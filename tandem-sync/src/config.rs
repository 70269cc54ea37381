//! Replica and coordinator configuration.

use crate::error::{SyncError, SyncResult};
use serde::{Deserialize, Serialize};
use std::collections::HashSet;
use std::time::Duration;
use tandem_model::{ConflictStrategy, EntitySchema};
use tandem_storage::RetryPolicy;

/// Default number of operations per push or pull.
pub const DEFAULT_BATCH_SIZE: usize = 100;

/// Configuration for a replica and its sync coordinator.
#[derive(Debug, Clone, PartialEq, Serialize, Deserialize)]
#[serde(default)]
pub struct SyncConfig {
    /// Maximum operations per push or pull.
    pub batch_size: usize,
    /// Deadline for each transport call (ms).
    pub timeout_ms: u64,
    /// Failed pushes before a log entry becomes `Failed`.
    pub max_retries: u32,
    pub backoff_base_ms: u64,
    pub backoff_max_ms: u64,
    /// How long synced log entries are kept before compaction (ms).
    pub retention_horizon_ms: u64,
    /// Applied to `UserChoice` conflicts when no conflict UI is attached.
    pub fallback_strategy: ConflictStrategy,
    /// One declaration per entity type.
    pub schemas: Vec<EntitySchema>,
}

impl Default for SyncConfig {
    fn default() -> Self {
        Self {
            batch_size: DEFAULT_BATCH_SIZE,
            timeout_ms: 30_000,
            max_retries: 5,
            backoff_base_ms: 500,
            backoff_max_ms: 60_000,
            retention_horizon_ms: 7 * 24 * 60 * 60 * 1000,
            fallback_strategy: ConflictStrategy::LastWriteWins,
            schemas: Vec::new(),
        }
    }
}

impl SyncConfig {
    /// Parses and validates a JSON configuration. Missing keys take their
    /// defaults.
    pub fn from_json(raw: &str) -> SyncResult<Self> {
        let config: Self = serde_json::from_str(raw)?;
        config.validate()?;
        Ok(config)
    }

    /// Adds an entity declaration.
    #[must_use]
    pub fn with_schema(mut self, schema: EntitySchema) -> Self {
        self.schemas.push(schema);
        self
    }

    pub fn validate(&self) -> SyncResult<()> {
        if self.batch_size == 0 {
            return Err(SyncError::Config("batch_size must be at least 1".into()));
        }
        if self.backoff_base_ms > self.backoff_max_ms {
            return Err(SyncError::Config(format!(
                "backoff_base_ms ({}) exceeds backoff_max_ms ({})",
                self.backoff_base_ms, self.backoff_max_ms
            )));
        }
        match self.fallback_strategy {
            ConflictStrategy::UserChoice | ConflictStrategy::CrdtNative { .. } => {
                return Err(SyncError::Config(format!(
                    "fallback_strategy cannot be {}",
                    self.fallback_strategy.name()
                )));
            }
            _ => {}
        }
        let mut seen = HashSet::new();
        for schema in &self.schemas {
            if schema.entity_type.is_empty() {
                return Err(SyncError::Config("entity_type must not be empty".into()));
            }
            if !seen.insert(schema.entity_type.as_str()) {
                return Err(SyncError::Config(format!(
                    "entity type {} declared twice",
                    schema.entity_type
                )));
            }
        }
        Ok(())
    }

    /// Looks up the declaration of an entity type.
    #[must_use]
    pub fn schema(&self, entity_type: &str) -> Option<&EntitySchema> {
        self.schemas.iter().find(|s| s.entity_type == entity_type)
    }

    #[must_use]
    pub fn timeout(&self) -> Duration {
        Duration::from_millis(self.timeout_ms)
    }

    #[must_use]
    pub fn retention_horizon(&self) -> Duration {
        Duration::from_millis(self.retention_horizon_ms)
    }

    #[must_use]
    pub fn retry_policy(&self) -> RetryPolicy {
        RetryPolicy {
            max_retries: self.max_retries,
            backoff_base: Duration::from_millis(self.backoff_base_ms),
            backoff_max: Duration::from_millis(self.backoff_max_ms),
        }
    }
}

____

All of the material should be copied verbatim.

* **Result of the exercise**:
filename tandem-sync/src/config.rs
repository 70269cc54ea37381
//! Replica and coordinator configuration.

use crate::error::{SyncError, SyncResult};
use serde::{Deserialize, Serialize};
use std::collections::HashSet;
use std::time::Duration;
use tandem_model::{ConflictStrategy, EntitySchema};
use tandem_storage::RetryPolicy;

/// Default number of operations per push or pull.
pub const DEFAULT_BATCH_SIZE: usize = 100;

/// Configuration for a replica and its sync coordinator.
#[derive(Debug, Clone, PartialEq, Serialize, Deserialize)]
#[serde(default)]
pub struct SyncConfig {
    /// Maximum operations per push or pull.
    pub batch_size: usize,
    /// Deadline for each transport call (ms).
    pub timeout_ms: u64,
    /// Failed pushes before a log entry becomes `Failed`.
    pub max_retries: u32,
    pub backoff_base_ms: u64,
    pub backoff_max_ms: u64,
    /// How long synced log entries are kept before compaction (ms).
    pub retention_horizon_ms: u64,
    /// Applied to `UserChoice` conflicts when no conflict UI is attached.
    pub fallback_strategy: ConflictStrategy,
    /// One declaration per entity type.
    pub schemas: Vec<EntitySchema>,
}

impl Default for SyncConfig {
    fn default() -> Self {
        Self {
            batch_size: DEFAULT_BATCH_SIZE,
            timeout_ms: 30_000,
            max_retries: 5,
            backoff_base_ms: 500,
            backoff_max_ms: 60_000,
            retention_horizon_ms: 7 * 24 * 60 * 60 * 1000,
            fallback_strategy: ConflictStrategy::LastWriteWins,
            schemas: Vec::new(),
        }
    }
}

impl SyncConfig {
    /// Parses and validates a JSON configuration. Missing keys take their
    /// defaults.
    pub fn from_json(raw: &str) -> SyncResult<Self> {
        let config: Self = serde_json::from_str(raw)?;
        config.validate()?;
        Ok(config)
    }

    /// Adds an entity declaration.
    #[must_use]
    pub fn with_schema(mut self, schema: EntitySchema) -> Self {
        self.schemas.push(schema);
        self
    }

    pub fn validate(&self) -> SyncResult<()> {
        if self.batch_size == 0 {
            return Err(SyncError::Config("batch_size must be at least 1".into()));
        }
        if self.backoff_base_ms > self.backoff_max_ms {
            return Err(SyncError::Config(format!(
                "backoff_base_ms ({}) exceeds backoff_max_ms ({})",
                self.backoff_base_ms, self.backoff_max_ms
            )));
        }
        match self.fallback_strategy {
            ConflictStrategy::UserChoice | ConflictStrategy::CrdtNative { .. } => {
                return Err(SyncError::Config(format!(
                    "fallback_strategy cannot be {}",
                    self.fallback_strategy.name()
                )));
            }
            _ => {}
        }
        let mut seen = HashSet::new();
        for schema in &self.schemas {
            if schema.entity_type.is_empty() {
                return Err(SyncError::Config("entity_type must not be empty".into()));
            }
            if !seen.insert(schema.entity_type.as_str()) {
                return Err(SyncError::Config(format!(
                    "entity type {} declared twice",
                    schema.entity_type
                )));
            }
        }
        Ok(())
    }

    /// Looks up the declaration of an entity type.
    #[must_use]
    pub fn schema(&self, entity_type: &str) -> Option<&EntitySchema> {
        self.schemas.iter().find(|s| s.entity_type == entity_type)
    }

    #[must_use]
    pub fn timeout(&self) -> Duration {
        Duration::from_millis(self.timeout_ms)
    }

    #[must_use]
    pub fn retention_horizon(&self) -> Duration {
        Duration::from_millis(self.retention_horizon_ms)
    }

    #[must_use]
    pub fn retry_policy(&self) -> RetryPolicy {
        RetryPolicy {
            max_retries: self.max_retries,
            backoff_base: Duration::from_millis(self.backoff_base_ms),
            backoff_max: Duration::from_millis(self.backoff_max_ms),
        }
    }
}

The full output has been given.